[Material provided Boundary: Start]

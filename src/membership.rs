//! Membership service: answers configuration queries and receives server
//! list pushes.
//!
//! `GetServerConfig` arguably belongs to a generic server-information
//! service, but it must be answered by every server and this is the one
//! service every server runs.

use crate::codec;
use crate::config::ServerConfig;
use crate::error::Result;
use crate::rpc::Rpc;
use crate::server_id::ServerId;
use crate::server_list::{ServerListUpdate, ServerListView};
use crate::service::{Dispatcher, Service};
use crate::test_log;
use crate::testlog::TestLog;
use crate::wire::{
    GetServerConfig, GetServerConfigRequest, GetServerConfigResponse,
    Opcode, UpdateServerList, UpdateServerListRequest,
    UpdateServerListResponse, WireHeader,
};
use std::sync::Arc;

pub struct MembershipService {
    server_id: ServerId,
    server_list: Arc<dyn ServerListView>,
    server_config: Arc<ServerConfig>,
    test_log: Arc<TestLog>,
    dispatcher: Dispatcher<MembershipService>,
}

impl MembershipService {
    /// There should be exactly one of these per server.
    pub fn new(
        server_id: ServerId,
        server_list: Arc<dyn ServerListView>,
        server_config: Arc<ServerConfig>,
        test_log: Arc<TestLog>,
    ) -> Result<Self> {
        let dispatcher = Dispatcher::builder()
            .bind::<GetServerConfig>(Self::get_server_config)?
            .bind::<UpdateServerList>(Self::update_server_list)?
            .build();

        Ok(Self {
            server_id,
            server_list,
            server_config,
            test_log,
            dispatcher,
        })
    }

    pub fn server_id(&self) -> ServerId {
        self.server_id
    }

    /// Returns this server's configuration as a JSON payload.
    pub fn get_server_config(
        &self,
        _request: &GetServerConfigRequest,
        response: &mut GetServerConfigResponse,
        rpc: &mut Rpc,
    ) -> Result<()> {
        response.server_config_length = codec::serialize_to_response(
            &mut rpc.reply_payload,
            self.server_config.as_ref(),
        )?;
        tracing::debug!(
            server_id = %self.server_id,
            length = response.server_config_length,
            "Served server config"
        );
        Ok(())
    }

    /// Applies a server list pushed by the coordinator.
    ///
    /// The decoded list goes to the server list unchanged; versioning and
    /// full-vs-incremental handling are its business.
    pub fn update_server_list(
        &self,
        request: &UpdateServerListRequest,
        _response: &mut UpdateServerListResponse,
        rpc: &mut Rpc,
    ) -> Result<()> {
        let update: ServerListUpdate = codec::parse_from_request(
            &rpc.request_payload,
            UpdateServerListRequest::SIZE,
            request.server_list_length,
        )?;

        let received = update.version;
        let servers = update.servers.len();
        let version = self.server_list.apply_server_list(update);

        tracing::info!(
            server_id = %self.server_id,
            received,
            servers,
            version,
            "Server list update processed"
        );
        test_log!(
            self.test_log,
            "received version {} with {} servers, now at version {}",
            received,
            servers,
            version
        );
        Ok(())
    }
}

impl Service for MembershipService {
    fn name(&self) -> &'static str {
        "membership"
    }

    fn dispatch(&self, opcode: Opcode, rpc: &mut Rpc) -> Result<()> {
        self.dispatcher.dispatch(self, opcode, rpc)
    }
}

#[cfg(test)]
mod tests {
    use super::*;
    use crate::config::ServiceType;
    use crate::error::ServiceError;
    use crate::server_list::{
        ListKind, MemServerList, ServerEntry, ServerStatus,
    };
    use crate::service::handle_rpc;
    use crate::wire::{
        ResponseCommon, Status, decode_response, encode_request,
    };
    use std::sync::Mutex;

    #[derive(Default)]
    struct RecordingServerList {
        applied: Mutex<Vec<ServerListUpdate>>,
    }

    impl ServerListView for RecordingServerList {
        fn apply_server_list(&self, update: ServerListUpdate) -> u64 {
            let version = update.version;
            self.applied.lock().unwrap().push(update);
            version
        }
    }

    fn sample_update(version: u64) -> ServerListUpdate {
        ServerListUpdate {
            version,
            kind: ListKind::Full,
            servers: vec![
                ServerEntry {
                    server_id: ServerId::new(1, 0),
                    service_locator: "tcp:host=10.0.0.1,port=1101".to_string(),
                    services: vec![ServiceType::Master],
                    status: ServerStatus::Up,
                    expected_read_mbytes_per_sec: 100,
                    replication_id: 0,
                },
                ServerEntry {
                    server_id: ServerId::new(2, 0),
                    service_locator: "tcp:host=10.0.0.2,port=1101".to_string(),
                    services: vec![ServiceType::Backup],
                    status: ServerStatus::Crashed,
                    expected_read_mbytes_per_sec: 80,
                    replication_id: 1,
                },
            ],
        }
    }

    fn update_request(update: &ServerListUpdate) -> Rpc {
        let payload = serde_json::to_vec(update).unwrap();
        let header = UpdateServerListRequest::new(payload.len() as u32);
        Rpc::new(encode_request(&header, &payload))
    }

    fn service_with(
        server_list: Arc<dyn ServerListView>,
        test_log: Arc<TestLog>,
    ) -> MembershipService {
        let config = ServerConfig {
            cluster_name: "test".to_string(),
            ..ServerConfig::default()
        };
        MembershipService::new(
            ServerId::new(5, 1),
            server_list,
            Arc::new(config),
            test_log,
        )
        .unwrap()
    }

    #[test]
    fn test_get_server_config() -> anyhow::Result<()> {
        let service = service_with(
            Arc::new(MemServerList::new()),
            Arc::new(TestLog::new()),
        );
        let mut rpc =
            Rpc::new(encode_request(&GetServerConfigRequest::default(), &[]));

        handle_rpc(&service, &mut rpc);

        let reply = rpc.into_reply();
        let (header, payload) = decode_response::<GetServerConfig>(&reply)?;
        assert_eq!(header.server_config_length as usize, payload.len());
        let config: ServerConfig = serde_json::from_slice(payload)?;
        assert_eq!(config.cluster_name, "test");
        assert_eq!(config, *service.server_config);
        Ok(())
    }

    #[test]
    fn test_update_server_list_applies_once() -> anyhow::Result<()> {
        let list = Arc::new(RecordingServerList::default());
        let service = service_with(list.clone(), Arc::new(TestLog::new()));
        let update = sample_update(7);
        let mut rpc = update_request(&update);

        service.dispatch(Opcode::UpdateServerList, &mut rpc)?;

        let applied = list.applied.lock().unwrap();
        assert_eq!(applied.len(), 1);
        assert_eq!(applied[0], update);

        let (header, payload) =
            decode_response::<UpdateServerList>(&rpc.reply_payload)?;
        assert_eq!(header.common.status, Status::Ok);
        assert!(payload.is_empty());
        Ok(())
    }

    #[test]
    fn test_update_server_list_reaches_mem_list() -> anyhow::Result<()> {
        let list = Arc::new(MemServerList::new());
        let service = service_with(list.clone(), Arc::new(TestLog::new()));

        let mut rpc = update_request(&sample_update(3));
        service.dispatch(Opcode::UpdateServerList, &mut rpc)?;

        assert_eq!(list.version(), 3);
        assert_eq!(list.len(), 2);
        assert!(list.is_up(ServerId::new(1, 0)));
        assert!(!list.is_up(ServerId::new(2, 0)));
        Ok(())
    }

    #[test]
    fn test_update_server_list_test_log_entry() -> anyhow::Result<()> {
        let test_log = Arc::new(TestLog::new());
        let list = Arc::new(MemServerList::new());
        let service = service_with(list, test_log.clone());
        test_log.enable();

        service.dispatch(
            Opcode::UpdateServerList,
            &mut update_request(&sample_update(4)),
        )?;
        service.dispatch(
            Opcode::UpdateServerList,
            &mut update_request(&sample_update(2)),
        )?;

        assert_eq!(
            test_log.get(),
            "update_server_list: received version 4 with 2 servers, \
             now at version 4 | update_server_list: received version 2 \
             with 2 servers, now at version 4"
        );
        Ok(())
    }

    #[test]
    fn test_truncated_list_is_not_applied() {
        let list = Arc::new(RecordingServerList::default());
        let service = service_with(list.clone(), Arc::new(TestLog::new()));
        let payload = serde_json::to_vec(&sample_update(1)).unwrap();
        let header = UpdateServerListRequest::new(payload.len() as u32);
        let mut rpc = Rpc::new(encode_request(
            &header,
            &payload[..payload.len() / 2],
        ));

        let err = service
            .dispatch(Opcode::UpdateServerList, &mut rpc)
            .unwrap_err();

        assert!(matches!(err, ServiceError::MessageTooShort { .. }));
        assert!(list.applied.lock().unwrap().is_empty());
    }

    #[test]
    fn test_malformed_list_reports_format_error() -> anyhow::Result<()> {
        let list = Arc::new(RecordingServerList::default());
        let service = service_with(list.clone(), Arc::new(TestLog::new()));
        let payload = br#"{"version": "three"}"#;
        let header = UpdateServerListRequest::new(payload.len() as u32);
        let mut rpc = Rpc::new(encode_request(&header, payload));

        handle_rpc(&service, &mut rpc);

        assert!(list.applied.lock().unwrap().is_empty());
        assert_eq!(
            ResponseCommon::decode(&rpc.into_reply())?.status,
            Status::RequestFormatError
        );
        Ok(())
    }

    #[test]
    fn test_unbound_opcodes() {
        let service = service_with(
            Arc::new(MemServerList::new()),
            Arc::new(TestLog::new()),
        );

        for opcode in [Opcode::Ping, Opcode::GetServerId] {
            let mut rpc = Rpc::new(vec![opcode as u8, 0]);
            let err = service.dispatch(opcode, &mut rpc).unwrap_err();
            assert!(matches!(
                err,
                ServiceError::UnimplementedRequest { opcode: raw }
                    if raw == opcode as u16
            ));
        }
    }

    #[test]
    fn test_server_id_fixed_at_construction() {
        let service = service_with(
            Arc::new(MemServerList::new()),
            Arc::new(TestLog::new()),
        );
        assert_eq!(service.server_id(), ServerId::new(5, 1));
        assert_eq!(service.name(), "membership");
    }
}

[Material provided Boundary: End]

→ Instructions for the task: Your answer should be a single number, which is the count of lines in the data above that include the word "configuration".

→ Response: 2